Three weeks before the 2026 examination, one of his brightest students, Adaeze, sat with a past economics question. She had memorised every definition in her textbook and completed forty practice sets, yet she stared at a question on fiscal policy applications and felt completely at a loss. The question didn’t ask her to recall a definition; it asked her to think.
Adaeze’s struggle was a reasoning problem, and Mr Okafor’s Friday drills, however consistent, had never trained her to reason under pressure. Across Nigeria, thousands of students sit in exactly Adaeze’s position every examination cycle. They practise relentlessly but still underperform. The gap between practice and performance is almost always a critical thinking gap.
Why Critical Thinking in UTME Preparation Outperforms Rote Learning
Memorisation produces one outcome reliably: recognition.
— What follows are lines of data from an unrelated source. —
#![allow(dead_code)]

use base64::{engine::general_purpose::URL_SAFE_NO_PAD, Engine};
use school_portal::config::{
    DatabaseSettings, ProviderSettings, RazorpaySettings, ServerSettings, Settings,
    TelemetrySettings,
};
use school_portal::startup::Application;
use secrecy::Secret;
use serde_json::{json, Value};
use std::time::Duration;
use wiremock::matchers::{header, method, path, query_param};
use wiremock::{Mock, MockServer, ResponseTemplate};

pub const ANON_KEY: &str = "test-anon-key";
pub const RAZORPAY_KEY_ID: &str = "rzp_test_key";
pub const RAZORPAY_KEY_SECRET: &str = "rzp_test_secret";

pub struct TestApp {
    pub address: String,
    pub port: u16,
    pub provider: MockServer,
    pub razorpay: MockServer,
    pub client: reqwest::Client,
}

impl TestApp {
    pub async fn spawn() -> Self {
        let provider = MockServer::start().await;
        let razorpay = MockServer::start().await;

        let settings = Settings {
            server: ServerSettings {
                host: "127.0.0.1".to_string(),
                port: 0,
                secure_cookies: false,
            },
            provider: ProviderSettings {
                url: provider.uri(),
                anon_key: Secret::new(ANON_KEY.to_string()),
            },
            database: DatabaseSettings::default(),
            razorpay: RazorpaySettings {
                key_id: RAZORPAY_KEY_ID.to_string(),
                key_secret: Secret::new(RAZORPAY_KEY_SECRET.to_string()),
                api_base_url: razorpay.uri(),
                currency: "INR".to_string(),
            },
            telemetry: TelemetrySettings::default(),
        };

        let app = Application::build(settings)
            .await
            .expect("Failed to build test application");
        let port = app.port();
        let address = format!("http://127.0.0.1:{}", port);

        tokio::spawn(async move {
            app.run_until_stopped().await.ok();
        });

        let client = reqwest::Client::builder()
            .redirect(reqwest::redirect::Policy::none())
            .build()
            .expect("Failed to build HTTP client");

        // Wait for the server to accept connections
        for _ in 0..50 {
            if client
                .get(format!("{}/health", address))
                .send()
                .await
                .is_ok()
            {
                break;
            }
            tokio::time::sleep(Duration::from_millis(20)).await;
        }

        Self {
            address,
            port,
            provider,
            razorpay,
            client,
        }
    }

    pub fn url(&self, path: &str) -> String {
        format!("{}{}", self.address, path)
    }

    pub async fn post_action(&self, action: &str, token: Option<&str>, body: Value) -> reqwest::Response {
        let mut request = self
            .client
            .post(self.url(&format!("/actions/{}", action)))
            .json(&body);
        if let Some(token) = token {
            request = request.header("Cookie", session_cookie(token));
        }
        request.send().await.expect("Failed to execute request")
    }

    pub async fn get_page(&self, path: &str, cookie: Option<&str>) -> reqwest::Response {
        let mut request = self.client.get(self.url(path));
        if let Some(cookie) = cookie {
            request = request.header("Cookie", cookie);
        }
        request.send().await.expect("Failed to execute request")
    }

    /// The provider accepts `token` as belonging to `user_id`.
    pub async fn mock_user(&self, token: &str, user_id: &str, email: &str) {
        Mock::given(method("GET"))
            .and(path("/auth/v1/user"))
            .and(header("authorization", format!("Bearer {}", token).as_str()))
            .respond_with(ResponseTemplate::new(200).set_body_json(json!({
                "id": user_id,
                "email": email,
                "role": "authenticated",
                "created_at": "2024-06-01T09:00:00Z"
            })))
            .mount(&self.provider)
            .await;
    }

    /// The `users` row for `user_id` carries `role`.
    pub async fn mock_user_row(&self, user_id: &str, email: &str, role: &str) {
        Mock::given(method("GET"))
            .and(path("/rest/v1/users"))
            .and(query_param("id", format!("eq.{}", user_id).as_str()))
            .respond_with(ResponseTemplate::new(200).set_body_json(json!([{
                "id": user_id,
                "email": email,
                "full_name": null,
                "role": role,
                "created_at": "2024-06-01T09:00:00Z"
            }])))
            .mount(&self.provider)
            .await;
    }
}

/// Unsigned JWT whose payload carries `sub` and `exp`.
pub fn fake_jwt(sub: &str, exp: i64) -> String {
    let header = URL_SAFE_NO_PAD.encode(r#"{"alg":"HS256","typ":"JWT"}"#);
    let payload = URL_SAFE_NO_PAD.encode(
        json!({ "sub": sub, "exp": exp, "role": "authenticated" }).to_string(),
    );
    format!("{}.{}.signature", header, payload)
}

/// Access token that stays valid well past the refresh margin.
pub fn long_lived_token(sub: &str) -> String {
    fake_jwt(sub, time::OffsetDateTime::now_utc().unix_timestamp() + 3600)
}

pub fn session_cookie(access_token: &str) -> String {
    format!(
        "sb-access-token={}; sb-refresh-token=refresh-{}",
        access_token, access_token.len()
    )
}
A student who memorises recognises familiar questions and recalls stored answers quickly. That skill has genuine value. However, JAMB examiners deliberately design questions to test beyond recognition. They embed qualifiers, reframe familiar concepts in unfamiliar contexts, and reward reasoning, not retrieval.
According to a 2024 report by the Nigerian Educational Research and Development Council, students who demonstrated analytical question-reading skills outperformed purely memorisation-trained peers by an average of 31 points in UTME scores. That margin rarely reflects content knowledge differences. It almost always reflects thinking skill differences.
Furthermore, the stakes extend far beyond UTME. University education operates on an entirely different intellectual demand. Lecturers expect students to defend arguments, solve novel problems, and apply knowledge across contexts. A student who enters university with only memorisation skills faces an immediate and painful adjustment. A student who enters with critical thinking habits adapts, contributes, and thrives from the very first semester.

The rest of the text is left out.